■ ABOUT THIS TASK ■
Search the records for the string "entities", and show each line where it appears.
Segment Start: AVAILABLE DATA
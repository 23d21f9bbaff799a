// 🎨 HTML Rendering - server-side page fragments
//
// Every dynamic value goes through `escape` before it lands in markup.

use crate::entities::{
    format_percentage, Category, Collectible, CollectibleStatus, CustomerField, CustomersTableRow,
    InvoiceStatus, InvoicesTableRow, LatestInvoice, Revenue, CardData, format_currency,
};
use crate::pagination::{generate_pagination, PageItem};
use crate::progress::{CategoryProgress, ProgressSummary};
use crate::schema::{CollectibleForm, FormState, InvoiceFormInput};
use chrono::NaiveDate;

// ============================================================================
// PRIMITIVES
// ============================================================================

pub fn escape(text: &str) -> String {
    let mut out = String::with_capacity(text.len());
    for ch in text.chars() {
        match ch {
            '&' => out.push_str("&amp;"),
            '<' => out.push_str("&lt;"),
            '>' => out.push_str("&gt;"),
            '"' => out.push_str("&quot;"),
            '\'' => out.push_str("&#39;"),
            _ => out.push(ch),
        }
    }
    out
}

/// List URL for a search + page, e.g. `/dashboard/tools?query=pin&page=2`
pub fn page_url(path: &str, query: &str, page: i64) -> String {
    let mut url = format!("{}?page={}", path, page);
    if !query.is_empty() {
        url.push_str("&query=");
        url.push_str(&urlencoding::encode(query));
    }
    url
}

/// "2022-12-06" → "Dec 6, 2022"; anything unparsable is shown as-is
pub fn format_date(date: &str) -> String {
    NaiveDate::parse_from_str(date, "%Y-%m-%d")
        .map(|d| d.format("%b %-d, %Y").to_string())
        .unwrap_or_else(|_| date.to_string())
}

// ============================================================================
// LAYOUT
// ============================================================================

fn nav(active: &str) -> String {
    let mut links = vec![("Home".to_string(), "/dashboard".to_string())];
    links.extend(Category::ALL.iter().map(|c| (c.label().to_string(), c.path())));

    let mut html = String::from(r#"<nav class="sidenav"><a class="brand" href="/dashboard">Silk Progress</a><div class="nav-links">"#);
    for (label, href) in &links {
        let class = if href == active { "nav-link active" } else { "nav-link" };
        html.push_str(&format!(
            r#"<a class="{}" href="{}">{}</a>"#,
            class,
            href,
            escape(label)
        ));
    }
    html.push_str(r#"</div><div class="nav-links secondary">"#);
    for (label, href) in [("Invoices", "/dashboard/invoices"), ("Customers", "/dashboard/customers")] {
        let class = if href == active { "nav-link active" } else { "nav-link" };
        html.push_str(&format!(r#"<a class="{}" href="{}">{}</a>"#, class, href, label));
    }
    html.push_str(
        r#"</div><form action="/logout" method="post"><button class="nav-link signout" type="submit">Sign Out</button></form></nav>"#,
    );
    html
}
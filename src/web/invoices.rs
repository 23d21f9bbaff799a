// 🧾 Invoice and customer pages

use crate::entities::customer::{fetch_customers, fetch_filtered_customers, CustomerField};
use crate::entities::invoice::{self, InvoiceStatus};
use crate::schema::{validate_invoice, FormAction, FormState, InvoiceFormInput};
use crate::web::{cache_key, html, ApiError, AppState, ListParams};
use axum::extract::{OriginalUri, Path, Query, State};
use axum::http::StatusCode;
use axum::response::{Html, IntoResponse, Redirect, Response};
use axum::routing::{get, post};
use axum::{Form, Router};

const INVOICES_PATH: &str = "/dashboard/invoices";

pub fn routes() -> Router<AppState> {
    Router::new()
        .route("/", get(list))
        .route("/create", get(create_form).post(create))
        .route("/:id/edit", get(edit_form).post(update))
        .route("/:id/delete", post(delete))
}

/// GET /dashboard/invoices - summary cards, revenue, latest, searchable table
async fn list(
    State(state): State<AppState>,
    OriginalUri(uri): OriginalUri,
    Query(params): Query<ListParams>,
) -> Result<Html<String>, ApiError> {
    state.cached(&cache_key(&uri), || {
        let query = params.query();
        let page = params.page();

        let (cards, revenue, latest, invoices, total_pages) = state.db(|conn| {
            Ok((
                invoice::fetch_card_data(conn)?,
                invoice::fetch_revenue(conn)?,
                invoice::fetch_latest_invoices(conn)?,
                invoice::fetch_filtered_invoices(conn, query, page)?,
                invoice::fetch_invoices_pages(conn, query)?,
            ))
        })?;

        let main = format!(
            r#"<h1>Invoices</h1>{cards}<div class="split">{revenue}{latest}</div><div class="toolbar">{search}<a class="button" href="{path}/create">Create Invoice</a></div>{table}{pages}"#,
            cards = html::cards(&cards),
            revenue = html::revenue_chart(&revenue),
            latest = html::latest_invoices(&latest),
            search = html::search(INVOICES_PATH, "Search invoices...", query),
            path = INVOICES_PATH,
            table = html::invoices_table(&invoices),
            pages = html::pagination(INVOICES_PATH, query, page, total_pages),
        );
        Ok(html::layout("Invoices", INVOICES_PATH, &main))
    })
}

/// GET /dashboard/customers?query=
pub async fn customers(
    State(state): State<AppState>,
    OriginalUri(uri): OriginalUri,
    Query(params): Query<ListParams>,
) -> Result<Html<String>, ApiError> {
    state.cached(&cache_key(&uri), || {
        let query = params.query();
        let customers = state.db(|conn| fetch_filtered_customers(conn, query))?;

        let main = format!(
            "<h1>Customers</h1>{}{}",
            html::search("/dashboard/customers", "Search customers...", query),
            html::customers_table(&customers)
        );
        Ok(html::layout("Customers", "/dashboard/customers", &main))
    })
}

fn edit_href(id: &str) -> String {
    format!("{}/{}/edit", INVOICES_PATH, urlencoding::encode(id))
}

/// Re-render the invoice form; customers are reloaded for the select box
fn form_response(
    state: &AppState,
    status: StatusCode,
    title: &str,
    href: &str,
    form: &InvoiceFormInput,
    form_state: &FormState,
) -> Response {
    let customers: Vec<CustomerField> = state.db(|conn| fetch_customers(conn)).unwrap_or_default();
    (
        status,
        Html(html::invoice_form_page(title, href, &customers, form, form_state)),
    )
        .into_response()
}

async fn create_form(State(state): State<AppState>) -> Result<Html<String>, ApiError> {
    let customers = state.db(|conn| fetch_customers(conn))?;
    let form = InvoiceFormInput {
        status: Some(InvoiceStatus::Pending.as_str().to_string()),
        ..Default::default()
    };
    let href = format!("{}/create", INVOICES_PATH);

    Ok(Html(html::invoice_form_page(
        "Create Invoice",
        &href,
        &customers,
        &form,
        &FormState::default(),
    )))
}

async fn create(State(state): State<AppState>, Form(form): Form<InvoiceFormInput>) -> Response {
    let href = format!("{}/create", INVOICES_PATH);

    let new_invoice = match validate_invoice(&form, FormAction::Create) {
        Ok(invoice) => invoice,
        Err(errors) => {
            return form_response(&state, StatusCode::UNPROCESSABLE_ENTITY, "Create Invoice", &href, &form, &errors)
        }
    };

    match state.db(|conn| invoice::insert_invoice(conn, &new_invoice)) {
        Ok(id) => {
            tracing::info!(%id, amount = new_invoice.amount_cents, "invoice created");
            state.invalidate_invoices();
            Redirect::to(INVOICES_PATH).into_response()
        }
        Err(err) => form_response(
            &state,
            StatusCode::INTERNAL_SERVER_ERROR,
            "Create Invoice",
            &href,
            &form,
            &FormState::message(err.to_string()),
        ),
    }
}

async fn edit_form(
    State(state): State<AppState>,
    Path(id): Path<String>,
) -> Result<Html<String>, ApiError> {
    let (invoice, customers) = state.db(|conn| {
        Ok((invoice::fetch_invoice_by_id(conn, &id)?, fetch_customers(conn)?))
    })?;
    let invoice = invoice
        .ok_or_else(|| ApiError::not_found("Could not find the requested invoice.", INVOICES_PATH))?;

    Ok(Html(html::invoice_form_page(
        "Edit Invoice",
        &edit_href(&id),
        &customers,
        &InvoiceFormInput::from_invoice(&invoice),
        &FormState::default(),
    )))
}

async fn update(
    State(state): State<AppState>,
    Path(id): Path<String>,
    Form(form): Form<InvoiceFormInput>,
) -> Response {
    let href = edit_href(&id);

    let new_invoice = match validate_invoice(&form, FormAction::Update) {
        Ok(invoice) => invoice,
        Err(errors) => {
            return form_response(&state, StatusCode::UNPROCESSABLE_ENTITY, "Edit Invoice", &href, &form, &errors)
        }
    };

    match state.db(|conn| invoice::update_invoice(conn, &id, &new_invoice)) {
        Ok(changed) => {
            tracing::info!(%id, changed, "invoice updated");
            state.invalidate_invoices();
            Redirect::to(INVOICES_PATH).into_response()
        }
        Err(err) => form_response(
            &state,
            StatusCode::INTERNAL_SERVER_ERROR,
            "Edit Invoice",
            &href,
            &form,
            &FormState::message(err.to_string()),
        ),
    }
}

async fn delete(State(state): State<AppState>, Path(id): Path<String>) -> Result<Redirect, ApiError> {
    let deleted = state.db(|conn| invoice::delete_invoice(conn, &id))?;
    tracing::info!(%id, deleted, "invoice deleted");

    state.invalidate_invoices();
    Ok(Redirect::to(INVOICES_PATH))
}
Segment End: AVAILABLE DATA
■ TASK OUTPUT ■
use crate::entities::{
use crate::entities::customer::{fetch_customers, fetch_filtered_customers, CustomerField};
use crate::entities::invoice::{self, InvoiceStatus};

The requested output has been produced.